■ Description of the task
Pick out and copy every line below that has the word "SlaDuringEscalation".
Data shown: Begin
impl ResolutionDraft {
    /// Non-monetary draft.
    #[must_use]
    pub fn new(
        what_went_wrong: impl Into<String>,
        fault_category: FaultCategory,
        why_eligible: impl Into<String>,
        eligibility_category: EligibilityCategory,
        resolution_type: ResolutionType,
    ) -> Self {
        Self {
            what_went_wrong: what_went_wrong.into(),
            fault_category,
            why_eligible: why_eligible.into(),
            eligibility_category,
            resolution_type,
            amount: None,
            currency: "EUR".to_string(),
        }
    }

    /// Attaches a compensation amount.
    #[must_use]
    pub fn with_amount(mut self, amount: f64, currency: impl Into<String>) -> Self {
        self.amount = Some(amount);
        self.currency = currency.into();
        self
    }
}

#[derive(Debug, Default)]
struct CalibrationLedger {
    items: IndexMap<CalibrationItemId, CalibrationItem>,
    queued: HashSet<ResolutionId>,
}

/// Routes resolutions and owns the calibration queue.
#[derive(Debug)]
pub struct ResolutionDesk {
    store: Arc<WorkflowStore>,
    clock: Arc<dyn Clock>,
    effects: EffectBus,
    router: EmpowermentRouter,
    sampler: CalibrationSampler,
    ledger: Mutex<CalibrationLedger>,
}

impl ResolutionDesk {
    /// Creates the desk.
    #[must_use]
    pub fn new(
        store: Arc<WorkflowStore>,
        clock: Arc<dyn Clock>,
        effects: EffectBus,
        router: EmpowermentRouter,
        sampler: CalibrationSampler,
    ) -> Self {
        Self {
            store,
            clock,
            effects,
            router,
            sampler,
            ledger: Mutex::new(CalibrationLedger::default()),
        }
    }

    /// Owner submits a resolution. The routing outcome tells the
    /// caller what happened: saved, parked for approval, or saved and
    /// forced into calibration.
    pub fn submit(
        &self,
        ticket: TicketId,
        agent: AgentId,
        draft: ResolutionDraft,
    ) -> Result<(Resolution, RoutingOutcome), EngineError> {
        let agent_record = self.store.agent(agent)?;
        let empowerment = agent_record
            .teams
            .first()
            .and_then(|team| self.store.team(*team).ok())
            .map(|team| team.empowerment)
            .unwrap_or(*self.router.default_empowerment());
        let supervisor = agent_record
            .teams
            .first()
            .and_then(|team| self.store.team(*team).ok())
            .and_then(|team| team.supervisor);

        let cell = self.store.cell(ticket)?;
        let mut cell = cell.lock();
        OwnershipGuard::require_owner(&cell.ticket, agent, "submit a resolution")?;
        if cell.ticket.status == TicketStatus::Resolved {
            return Err(
                LifecycleError::InvalidTransition(tow_model::TicketTransitionError::Terminal)
                    .into(),
            );
        }
        let tier = self
            .router
            .tier_for(&empowerment, draft.resolution_type, draft.amount)?;
        let outcome = RoutingOutcome::for_tier(tier);
        let now = self.clock.now();
        let resolution = Resolution {
            id: ResolutionId::new(),
            ticket,
            agent,
            what_went_wrong: draft.what_went_wrong,
            fault_category: draft.fault_category,
            why_eligible: draft.why_eligible,
            eligibility_category: draft.eligibility_category,
            resolution_type: draft.resolution_type,
            amount: draft.amount,
            currency: draft.currency,
            tier,
            approved_by: None,
            approved_at: None,
            calibration_status: match outcome {
                RoutingOutcome::AutoApprove => CalibrationStatus::NotRequired,
                RoutingOutcome::RequestApproval => CalibrationStatus::PendingApproval,
                RoutingOutcome::ForceCalibration => CalibrationStatus::Queued,
            },
            created_at: now,
        };
        let id = resolution.id;
        cell.log.append(
            EntryDraft::new(
                EntryKind::Resolution,
                Visibility::Internal,
                tow_model::Author::Agent(agent),
                format!(
                    "resolution submitted ({:?}, tier {:?})",
                    resolution.resolution_type, tier
                ),
            ),
            now,
        );
        cell.resolutions.push(resolution.clone());
        cell.ticket.updated_at = now;
        cell.ticket.last_owner_update_at = Some(now);
        drop(cell);
        self.store.index_resolution(id, ticket);

        match outcome {
            RoutingOutcome::AutoApprove => {}
            RoutingOutcome::RequestApproval => {
                self.effects.send(Notification {
                    recipient: supervisor,
                    event: NotificationEvent::ApprovalRequested { resolution: id },
                    ticket,
                    detail: "tier-2 resolution awaiting approval".to_string(),
                });
            }
            RoutingOutcome::ForceCalibration => {
                // Same operation as the save: the queue entry exists
                // before submit returns.
                let mut ledger = self.ledger.lock();
                let item = CalibrationItem::new(id, CalibrationReason::Tier3, now);
                ledger.queued.insert(id);
                ledger.items.insert(item.id, item);
            }
        }
        tracing::info!(ticket = %ticket, resolution = %id, ?tier, ?outcome, "resolution submitted");
        Ok((resolution, outcome))
    }

    /// Team lead approves a pending tier-2 resolution.
    pub fn approve(
        &self,
        resolution: ResolutionId,
        approver: AgentId,
    ) -> Result<Resolution, EngineError> {
        let (ticket, cell) = self.store.cell_for_resolution(resolution)?;
        let mut cell = cell.lock();
        let now = self.clock.now();
        let record = cell.resolution_mut(resolution)?;
        EmpowermentRouter::validate_approval(record)?;
        record.approved_by = Some(approver);
        record.approved_at = Some(now);
        record.calibration_status = CalibrationStatus::Approved;
        let submitter = record.agent;
        let approved = record.clone();
        cell.log.append(
            EntryDraft::system(EntryKind::System, "resolution approved"),
            now,
        );
        cell.ticket.updated_at = now;
        drop(cell);
        self.effects.send(Notification {
            recipient: Some(submitter),
            event: NotificationEvent::ResolutionApproved { resolution },
            ticket,
            detail: String::new(),
        });
        tracing::info!(ticket = %ticket, resolution = %resolution, approver = %approver, "resolution approved");
        Ok(approved)
    }

    /// Builds this cycle's calibration queue: every forced candidate
    /// plus a seeded random sample of the rest. Returns the items
    /// added this cycle.
    pub fn generate_queue(&self, seed: u64) -> Vec<CalibrationItem> {
        let mut candidates = Vec::new();
        for snap in self.store.snapshot_all() {
            let forcing_flags: Vec<_> = snap
                .flags
                .iter()
                .map(|f| f.flag_type)
                .filter(|t| t.forces_calibration())
                .collect();
            for resolution in &snap.resolutions {
                // Pending approvals are not final yet; queued and
                // reviewed ones are already accounted for.
                if !matches!(
                    resolution.calibration_status,
                    CalibrationStatus::NotRequired | CalibrationStatus::Approved
                ) {
                    continue;
                }
                candidates.push(ResolutionCandidate {
                    resolution: resolution.id,
                    tier: resolution.tier,
                    forcing_flags: forcing_flags.clone(),
                    complaint: snap.ticket.complaint_recorded,
                });
            }
        }

        let mut ledger = self.ledger.lock();
        let picks = self.sampler.assemble(&candidates, &ledger.queued, seed);
        let now = self.clock.now();
        let mut added = Vec::with_capacity(picks.len());
        for (resolution, reason) in picks {
            let item = CalibrationItem::new(resolution, reason, now);
            ledger.queued.insert(resolution);
            ledger.items.insert(item.id, item.clone());
            self.mark_queued(resolution);
            added.push(item);
        }
        tracing::info!(added = added.len(), seed, "calibration queue generated");
        added
    }

    /// Records a review outcome on a queued item. An item is reviewed
    /// at most once.
    pub fn review(
        &self,
        item: CalibrationItemId,
        reviewer: AgentId,
        outcome: ReviewOutcome,
        notes: impl Into<String>,
    ) -> Result<CalibrationItem, EngineError> {
        let now = self.clock.now();
        let reviewed = {
            let mut ledger = self.ledger.lock();
            let record = ledger
                .items
                .get_mut(&item)
                .ok_or(CalibrationError::ItemNotFound(item))?;
            CalibrationSampler::validate_review(record)?;
            record.review_status = ReviewStatus::Reviewed;
            record.outcome = Some(outcome);
            record.notes = Some(notes.into());
            record.reviewed_by = Some(reviewer);
            record.reviewed_at = Some(now);
            record.clone()
        };
        // Reflect the terminal state on the resolution itself.
        if let Ok((_, cell)) = self.store.cell_for_resolution(reviewed.resolution) {
            let mut cell = cell.lock();
            if let Ok(record) = cell.resolution_mut(reviewed.resolution) {
                record.calibration_status = CalibrationStatus::Reviewed(outcome);
            }
        }
        tracing::info!(item = %item, reviewer = %reviewer, ?outcome, "calibration review recorded");
        Ok(reviewed)
    }

    /// Items still awaiting review, in enqueue order.
    #[must_use]
    pub fn pending_queue(&self) -> Vec<CalibrationItem> {
        self.ledger
            .lock()
            .items
            .values()
            .filter(|i| i.review_status == ReviewStatus::Pending)
            .cloned()
            .collect()
    }

    fn mark_queued(&self, resolution: ResolutionId) {
        if let Ok((_, cell)) = self.store.cell_for_resolution(resolution) {
            let mut cell = cell.lock();
            if let Ok(record) = cell.resolution_mut(resolution) {
                if !matches!(record.calibration_status, CalibrationStatus::Reviewed(_)) {
                    record.calibration_status = CalibrationStatus::Queued;
                }
            }
        }
    }
}
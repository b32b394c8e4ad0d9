//! Dynamic priority over live engine state.
//!
//! Run with: cargo test --package tow-engine --test scoring_tests

use chrono::Duration;
use tow_engine::{EngineConfig, SlaDuringEscalation};
use tow_model::{Clock, EnvelopeRouting, Priority, Ticket};
use tow_test_utils::TestWorld;

fn ticket_with_breach(world: &TestWorld, reference: &str, priority: Priority, breach_in: Duration) -> tow_model::TicketId {
    world.engine.store().insert_ticket(
        Ticket::new(reference, "scored ticket", world.requester, priority, world.clock.now())
            .with_team(world.team)
            .with_sla_breach_at(world.clock.now() + breach_in),
    )
}

#[test]
fn work_queue_orders_by_score_not_intake() {
    let world = TestWorld::new();
    // Older medium ticket, comfortable SLA.
    let medium = ticket_with_breach(&world, "INC-2026-000401", Priority::Medium, Duration::days(3));
    world.engine.accept_ticket(medium, world.agent).expect("accept");

    world.clock.advance(Duration::hours(1));
    // Younger high ticket, SLA closing in.
    let high = ticket_with_breach(&world, "INC-2026-000402", Priority::High, Duration::minutes(30));
    world.engine.accept_ticket(high, world.agent).expect("accept");

    let queue = world.engine.work_queue(world.agent).expect("queue");
    assert_eq!(queue.len(), 2);
    assert_eq!(queue[0].ticket, high);
    assert_eq!(queue[1].ticket, medium);
    assert!(queue[0].score.value > queue[1].score.value);
}

#[test]
fn sla_proximity_raises_the_score() {
    let world = TestWorld::new();
    let ticket = ticket_with_breach(&world, "INC-2026-000403", Priority::Medium, Duration::days(2));
    world.engine.accept_ticket(ticket, world.agent).expect("accept");

    let relaxed = world.engine.recalculate_priority(ticket).expect("score");
    world.clock.advance(Duration::days(2) - Duration::minutes(30));
    let urgent = world.engine.recalculate_priority(ticket).expect("score");
    assert!(urgent.value > relaxed.value);
    assert!(urgent.sla_factor > relaxed.sla_factor);
}

#[test]
fn paused_sla_ignores_breach_while_escalated() {
    let world = TestWorld::with_config(
        EngineConfig::new().with_sla_during_escalation(SlaDuringEscalation::Pause),
    );
    let ticket = ticket_with_breach(&world, "INC-2026-000404", Priority::Medium, Duration::hours(2));
    world.engine.accept_ticket(ticket, world.agent).expect("accept");

    let before = world.engine.recalculate_priority(ticket).expect("score");
    assert!(before.sla_factor > 1.0);

    let env = world
        .engine
        .create_envelope(
            ticket,
            world.agent,
            EnvelopeRouting::Agent(world.expert),
            "specialist input",
        )
        .expect("create");
    world.engine.accept_envelope(env.id, world.expert).expect("accept envelope");

    // Active envelope: SLA pressure drops out, escalation uplift comes in.
    let during = world.engine.recalculate_priority(ticket).expect("score");
    assert_eq!(during.sla_factor, 1.0);
    assert!(during.escalation_factor > 1.0);

    world
        .engine
        .complete_envelope(env.id, world.expert, "done")
        .expect("complete");
    let after = world.engine.recalculate_priority(ticket).expect("score");
    assert!(after.sla_factor > 1.0);
}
Data shown: End
■ Answer
use tow_engine::{EngineConfig, SlaDuringEscalation};
        EngineConfig::new().with_sla_during_escalation(SlaDuringEscalation::Pause),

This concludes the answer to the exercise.